Before he knows it, Kyungsoo’s arms come to wrap around his waist.

“‘M not prettier than you,” he mumbles into Chanyeol’s back.

His jasmine scent is intoxicating. 

It changed only this year; and Chanyeol is hard-pressed to admit that he hasn’t been keeping track of what Kyungsoo decided to wear along his skin. 

He’d stopped around the time Kyungsoo decided to smell like _ylang-ylang_ blossoms, probably before they moved to Seoul, sweet and subtle and comforting.

No matter what he wore, Chanyeol had thought, he’d always smell like home. 

“You’re cute when you’re jealous, Yeol.” 

“I’m not jealous,” Chanyeol replies. He turns to look at the spring fairy tracing circles into his side.

“Who says I’m jealous?”

Kyungsoo peers up at him, gaze all too knowing. 

Spring is a season dedicated to the phenomena of blooms—fresh shoots breaking through the soil, the sky turning a little bit pinker as it promises warmer days, action to come.

 _painful_ —

—because starting again, _starting over,_ always is;

 _silent_ —

—riots of color will always come from an abyss, the ground, absent of light, when you realize that hope can only come from the void of coldness, a winter of its own;

 _perceptive_ —

—it needs to know when to push, when to pull, its deceptively gentle hands knowing just how much they need to coax without breaking new stems and fueling sudden spurts of jealousy. 

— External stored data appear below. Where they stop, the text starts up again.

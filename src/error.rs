pub use crate::types::ScoutError;

pub type Result<T> = std::result::Result<T, ScoutError>;

/// Attach a description to a foreign error while turning it into a configuration error.
pub trait ErrorContext<T> {
    fn with_context<F>(self, f: F) -> Result<T>
    where
        F: FnOnce() -> String;
}

impl<T, E> ErrorContext<T> for std::result::Result<T, E>
where
    E: std::fmt::Display,
{
    fn with_context<F>(self, f: F) -> Result<T>
    where
        F: FnOnce() -> String,
    {
        self.map_err(|e| ScoutError::ConfigError(format!("{}: {}", f(), e)))
    }
}
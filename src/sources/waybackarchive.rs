// src/sources/waybackarchive.rs
use crate::session::Session;
use crate::sources::{Source, SourceId};
use crate::types::ScoutError;
use crate::utils::extract_domain_from_url;
use async_trait::async_trait;
use std::collections::HashSet;

/// Wayback Machine CDX index of archived URLs
#[derive(Debug, Clone)]
pub struct WaybackArchiveSource {
    base_url: String,
}

impl Default for WaybackArchiveSource {
    fn default() -> Self {
        Self::new()
    }
}

impl WaybackArchiveSource {
    pub fn new() -> Self {
        Self {
            base_url: "http://web.archive.org".to_string(),
        }
    }

    pub fn with_base_url(mut self, base_url: impl Into<String>) -> Self {
        self.base_url = base_url.into();
        self
    }
}

#[async_trait]
impl Source for WaybackArchiveSource {
    fn id(&self) -> SourceId {
        SourceId::Waybackarchive
    }

    async fn enumerate(&self, domain: &str, session: &Session) -> Result<Vec<String>, ScoutError> {
        let url = format!(
            "{}/cdx/search/cdx?url=*.{}/*&output=txt&fl=original&collapse=urlkey",
            self.base_url, domain
        );
        let text = session.get_text(self.id(), &url).await?;

        let suffix = format!(".{}", domain);
        let mut seen = HashSet::new();
        let mut results = Vec::new();

        for line in text.lines().map(str::trim).filter(|l| !l.is_empty()) {
            let archived = if line.contains("://") {
                line.to_string()
            } else {
                format!("http://{}", line)
            };

            // Archived URLs are often mangled; skip what does not parse.
            let Ok(host) = extract_domain_from_url(&archived) else {
                continue;
            };
            let host = host.to_lowercase();
            if host.ends_with(&suffix) && seen.insert(host.clone()) {
                results.push(host);
            }
        }

        Ok(results)
    }
}
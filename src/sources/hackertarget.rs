// src/sources/hackertarget.rs
use crate::session::Session;
use crate::sources::{Source, SourceId};
use crate::types::ScoutError;
use async_trait::async_trait;

/// HackerTarget host search
#[derive(Debug, Clone)]
pub struct HackerTargetSource {
    base_url: String,
}

impl Default for HackerTargetSource {
    fn default() -> Self {
        Self::new()
    }
}

impl HackerTargetSource {
    pub fn new() -> Self {
        Self {
            base_url: "https://api.hackertarget.com".to_string(),
        }
    }

    pub fn with_base_url(mut self, base_url: impl Into<String>) -> Self {
        self.base_url = base_url.into();
        self
    }
}

#[async_trait]
impl Source for HackerTargetSource {
    fn id(&self) -> SourceId {
        SourceId::Hackertarget
    }

    async fn enumerate(&self, domain: &str, session: &Session) -> Result<Vec<String>, ScoutError> {
        let url = format!("{}/hostsearch/?q={}", self.base_url, domain);
        let text = session.get_text(self.id(), &url).await?;

        let trimmed = text.trim();
        if trimmed.starts_with("API count exceeded") {
            return Err(ScoutError::source_failed(self.id(), trimmed));
        }

        let mut results = Vec::new();
        for line in text.lines() {
            let line = line.trim();
            if line.is_empty() || line.starts_with("error") {
                continue;
            }

            // host,ip
            if let Some(host) = line.split(',').next() {
                let host = host.trim();
                if !host.is_empty() {
                    results.push(host.to_string());
                }
            }
        }
        Ok(results)
    }
}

“I love you,” Kyungsoo pouts. It takes Chanyeol’s breath away. “Won’t you say it back?”

A choked laugh is pulled from his throat, and he leans down so he can press his lips against his everything’s nose. 

“I love you too.”

His insecurity melts into a breeze.

Autumn is the season of letting go.

Kyungsoo’s mouth stretches into a smile.

Even after all the time he’s spent with him, each one is always more radiant than the last.

His lips are so perfect, and it might just be because he’s Kyungsoo, but Chanyeol always feels his heart break a little more.

It always surprises him that there is more to break. 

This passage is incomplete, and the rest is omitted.